А общественные кухни! Как под вечер, когда уже обработанные грибы и перебранные ягоды приносились, чтобы поджарить, сварить, или «потомить» чернику – очень удобный способ, к тому же без сахара (сахар приходилось везти из Ленинграда, там купить было негде). Потом такая черника могла долго стоять просто в стенном шкафу, и не портилась.

Мы с дочкой даже щавель там заготавливали: резали и солили в банках – потом зимой можно было сварить зеленые щи.

В общем, о Любенце можно говорить бесконечно!!!

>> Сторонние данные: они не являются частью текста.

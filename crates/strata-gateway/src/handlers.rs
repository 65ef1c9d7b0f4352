use std::sync::atomic::Ordering;

use axum::{
    extract::State,
    http::{HeaderMap, StatusCode},
    response::{IntoResponse, Response},
    Json,
};
use http::Method;
use serde::Deserialize;
use serde_json::{json, Value};
use strata_dispatch::{AppConfig, DispatchError, RequestOptions, RestError};

use crate::state::AppState;

pub async fn healthz() -> impl IntoResponse {
    (StatusCode::OK, "ok")
}

/// Body of `POST /dispatch`.
#[derive(Debug, Deserialize)]
pub struct DispatchRequest {
    pub method: String,
    pub path: String,
    #[serde(default)]
    pub body: Option<Value>,
    #[serde(default)]
    pub options: RequestOptions,
}

fn header_str<'a>(headers: &'a HeaderMap, name: &str) -> Option<&'a str> {
    headers
        .get(name)
        .and_then(|v| v.to_str().ok())
        .map(str::trim)
        .filter(|s| !s.is_empty())
}

/// Fills options the body left out from `X-Parse-*` headers. Master-key
/// access over HTTP always needs a matching `X-Parse-Master-Key`.
pub fn apply_headers(
    mut options: RequestOptions,
    headers: &HeaderMap,
    config: &AppConfig,
) -> Result<RequestOptions, DispatchError> {
    if options.session_token.is_none() {
        options.session_token = header_str(headers, "x-parse-session-token").map(str::to_string);
    }
    if options.installation_id.is_none() {
        options.installation_id =
            header_str(headers, "x-parse-installation-id").map(str::to_string);
    }

    match header_str(headers, "x-parse-master-key") {
        Some(key) if config.is_master_key(key) => options.use_master_key = true,
        Some(_) => {
            tracing::warn!("rejected request with invalid master key");
            return Err(RestError::new(RestError::OPERATION_FORBIDDEN, "Invalid master key").into());
        }
        None if options.use_master_key => {
            return Err(RestError::new(
                RestError::OPERATION_FORBIDDEN,
                "Master key is required",
            )
            .into());
        }
        None => {}
    }
    Ok(options)
}

pub fn error_status(err: &DispatchError) -> StatusCode {
    match err {
        DispatchError::Rest(e) => match e.code {
            RestError::OBJECT_NOT_FOUND => StatusCode::NOT_FOUND,
            RestError::OPERATION_FORBIDDEN => StatusCode::FORBIDDEN,
            RestError::INTERNAL_SERVER_ERROR | RestError::OTHER_CAUSE => {
                StatusCode::INTERNAL_SERVER_ERROR
            }
            _ => StatusCode::BAD_REQUEST,
        },
        DispatchError::Transport(_) => StatusCode::BAD_GATEWAY,
        DispatchError::Database(_) | DispatchError::MissingConfig(_) => {
            StatusCode::INTERNAL_SERVER_ERROR
        }
        DispatchError::InvalidBatch(_)
        | DispatchError::Unroutable { .. }
        | DispatchError::TransactionAborted { .. } => StatusCode::BAD_REQUEST,
    }
}

pub fn error_response(err: DispatchError) -> Response {
    let status = error_status(&err);
    if status.is_server_error() {
        tracing::warn!(error=%err, code = err.code(), "dispatch failed");
    } else {
        tracing::debug!(error=%err, code = err.code(), "dispatch rejected");
    }

    let body = match err {
        DispatchError::TransactionAborted { results } => {
            Value::Array(results.into_iter().map(|r| r.into_value()).collect())
        }
        other => json!({ "code": other.code(), "error": other.to_string() }),
    };
    (status, Json(body)).into_response()
}

async fn run_dispatch(
    st: &AppState,
    headers: &HeaderMap,
    req: DispatchRequest,
) -> Result<Value, DispatchError> {
    let method = Method::from_bytes(req.method.to_ascii_uppercase().as_bytes()).map_err(|_| {
        RestError::new(RestError::INVALID_JSON, format!("invalid method {:?}", req.method))
    })?;
    let options = apply_headers(req.options, headers, &st.config)?;
    let body = req.body.unwrap_or_else(|| json!({}));
    st.dispatcher
        .handle(method, req.path, body, options, Some(st.config.clone()))
        .await
}

pub async fn dispatch(
    State(st): State<AppState>,
    headers: HeaderMap,
    Json(req): Json<DispatchRequest>,
) -> Response {
    st.metrics.dispatch_total.fetch_add(1, Ordering::Relaxed);
    match run_dispatch(&st, &headers, req).await {
        Ok(value) => (StatusCode::OK, Json(value)).into_response(),
        Err(err) => {
            st.metrics.dispatch_failed.fetch_add(1, Ordering::Relaxed);
            error_response(err)
        }
    }
}

#[cfg(test)]
mod tests {
    use std::sync::Arc;

    use axum::body::to_bytes;
    use axum::http::HeaderValue;
    use strata_common::BatchOutcome;
    use strata_db::MemoryDatabase;
    use strata_dispatch::{ConfigRegistry, DisabledTransport, RestDispatcher, StaticSessionResolver};

    use super::*;
    use crate::metrics::Metrics;
    use crate::routes::builtin_routes;

    fn config() -> AppConfig {
        AppConfig::new("app", "http://localhost:1337/parse", Arc::new(MemoryDatabase::new()))
            .unwrap()
            .with_master_key("s3cret")
    }

    fn state() -> AppState {
        let configs = ConfigRegistry::new();
        let config = configs.register(config());
        let dispatcher = RestDispatcher::new(
            "app",
            configs,
            Arc::new(builtin_routes()),
            Arc::new(StaticSessionResolver::new().with_token("r:good", "user-1")),
            Arc::new(DisabledTransport),
        );
        AppState {
            dispatcher,
            config,
            metrics: Arc::new(Metrics::default()),
        }
    }

    fn headers(pairs: &[(&'static str, &'static str)]) -> HeaderMap {
        let mut map = HeaderMap::new();
        for (name, value) in pairs {
            map.insert(*name, HeaderValue::from_static(*value));
        }
        map
    }

    async fn call(st: &AppState, headers: HeaderMap, body: Value) -> (StatusCode, Value) {
        let req: DispatchRequest = serde_json::from_value(body).unwrap();
        let resp = dispatch(State(st.clone()), headers, Json(req)).await;
        let status = resp.status();
        let bytes = to_bytes(resp.into_body(), usize::MAX).await.unwrap();
        (status, serde_json::from_slice(&bytes).unwrap())
    }

    #[test]
    fn test_headers_fill_missing_options() {
        let opts = apply_headers(
            RequestOptions::default(),
            &headers(&[
                ("x-parse-session-token", "r:good"),
                ("x-parse-installation-id", "inst-1"),
            ]),
            &config(),
        )
        .unwrap();
        assert_eq!(opts.session_token.as_deref(), Some("r:good"));
        assert_eq!(opts.installation_id(), "inst-1");
        assert!(!opts.use_master_key);

        let opts = apply_headers(
            RequestOptions::default().with_session_token("r:body"),
            &headers(&[("x-parse-session-token", "r:header")]),
            &config(),
        )
        .unwrap();
        assert_eq!(opts.session_token.as_deref(), Some("r:body"));
    }

    #[test]
    fn test_master_key_header_checked() {
        let opts = apply_headers(
            RequestOptions::default(),
            &headers(&[("x-parse-master-key", "s3cret")]),
            &config(),
        )
        .unwrap();
        assert!(opts.use_master_key);

        let err = apply_headers(
            RequestOptions::default(),
            &headers(&[("x-parse-master-key", "guess")]),
            &config(),
        )
        .unwrap_err();
        assert_eq!(err.code(), RestError::OPERATION_FORBIDDEN);

        let err = apply_headers(RequestOptions::default().with_master_key(), &HeaderMap::new(), &config())
            .unwrap_err();
        assert_eq!(error_status(&err), StatusCode::FORBIDDEN);
    }

    #[test]
    fn test_error_status_mapping() {
        let cases = [
            (DispatchError::from(RestError::object_not_found("x")), StatusCode::NOT_FOUND),
            (DispatchError::from(RestError::invalid_session_token()), StatusCode::BAD_REQUEST),
            (DispatchError::from(RestError::new(1, "boom")), StatusCode::INTERNAL_SERVER_ERROR),
            (DispatchError::from(RestError::new(-1, "boom")), StatusCode::INTERNAL_SERVER_ERROR),
            (DispatchError::Transport(anyhow::anyhow!("down")), StatusCode::BAD_GATEWAY),
            (DispatchError::MissingConfig("app".into()), StatusCode::INTERNAL_SERVER_ERROR),
            (DispatchError::InvalidBatch("x".into()), StatusCode::BAD_REQUEST),
            (DispatchError::unroutable(Method::GET, "/x"), StatusCode::BAD_REQUEST),
            (
                DispatchError::TransactionAborted { results: vec![] },
                StatusCode::BAD_REQUEST,
            ),
        ];
        for (err, status) in cases {
            assert_eq!(error_status(&err), status, "{err}");
        }
    }

    #[tokio::test]
    async fn test_transaction_abort_renders_results() {
        let resp = error_response(DispatchError::TransactionAborted {
            results: vec![
                BatchOutcome::Success(json!({"ok": true})),
                BatchOutcome::from(Err::<Value, _>(DispatchError::from(RestError::object_not_found("gone")))),
            ],
        });
        assert_eq!(resp.status(), StatusCode::BAD_REQUEST);
        let bytes = to_bytes(resp.into_body(), usize::MAX).await.unwrap();
        let body: Value = serde_json::from_slice(&bytes).unwrap();
        assert_eq!(
            body,
            json!([
                {"success": {"ok": true}},
                {"error": {"code": 101, "message": "gone"}},
            ])
        );
    }

    #[tokio::test]
    async fn test_dispatch_server_info() {
        let st = state();
        let (status, body) = call(
            &st,
            headers(&[("x-parse-session-token", "r:good")]),
            json!({"method": "get", "path": "/parse/serverInfo"}),
        )
        .await;
        assert_eq!(status, StatusCode::OK);
        assert_eq!(body["auth"], "session_token");
        assert_eq!(body["user"], "user-1");
        assert_eq!(st.metrics.dispatch_total.load(Ordering::Relaxed), 1);
    }

    #[tokio::test]
    async fn test_dispatch_errors() {
        let st = state();
        let (status, body) = call(
            &st,
            headers(&[("x-parse-session-token", "r:expired")]),
            json!({"method": "GET", "path": "/health"}),
        )
        .await;
        assert_eq!(status, StatusCode::BAD_REQUEST);
        assert_eq!(body, json!({"code": 209, "error": "Invalid session token"}));

        let (status, body) = call(&st, HeaderMap::new(), json!({"method": "GET", "path": "/nowhere"})).await;
        assert_eq!(status, StatusCode::BAD_REQUEST);
        assert_eq!(body, json!({"code": 107, "error": "cannot route GET /nowhere"}));
        assert_eq!(st.metrics.dispatch_failed.load(Ordering::Relaxed), 2);
    }

    #[tokio::test]
    async fn test_dispatch_batch() {
        let st = state();
        let (status, body) = call(
            &st,
            HeaderMap::new(),
            json!({
                "method": "POST",
                "path": "/parse/batch",
                "body": {
                    "requests": [
                        {"method": "GET", "path": "/parse/health"},
                        {"method": "GET", "path": "/missing"},
                    ],
                },
            }),
        )
        .await;
        assert_eq!(status, StatusCode::OK);
        assert_eq!(body[0], json!({"success": {"status": "ok"}}));
        assert_eq!(body[1]["error"]["code"], 107);
    }
}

А помните ли Вы шуточный стих, который написали отдыхавшие в лагере москвичи? Приведу его Вам полностью.
«Ода Любенцу»

За двенадцать дней вконец
Мы влюбились в Любенец!
В его тихий распорядок –
Без линеек и зарядок.
В сердце и язык коровьи,
Отварённые с любовью.

В жаркофинскую парилку.
Вожделенную сушилку.
И добрейшую хозяйку –
Одеялов не-считайку.
И в дорожки криво-прямо
Все с табличками «Динамо».

В хуторки и деревёньки –
Две бабуси, три бурёнки.
И эстонские покупки.
И катание на шлюпке.
И озёра, и болота.
Три ужаснейшие ДОТа.

Легендарный столбик с «Ритой»,
Нами так и не открытый.
Лес дубовый, лес еловый.
И базар перед столовой.
Дмит. Васильича с лукошком
По заоблачным дорожкам.

В вас, мохнатые букашки,
Что влезали под рубашки…
И когда нам будет худо,
Сварим мы грибное блюдо,
И достанем из сердец
Наш любимый Любенец!

2.09.85г.       Москва, Ю.З.Розенблюм.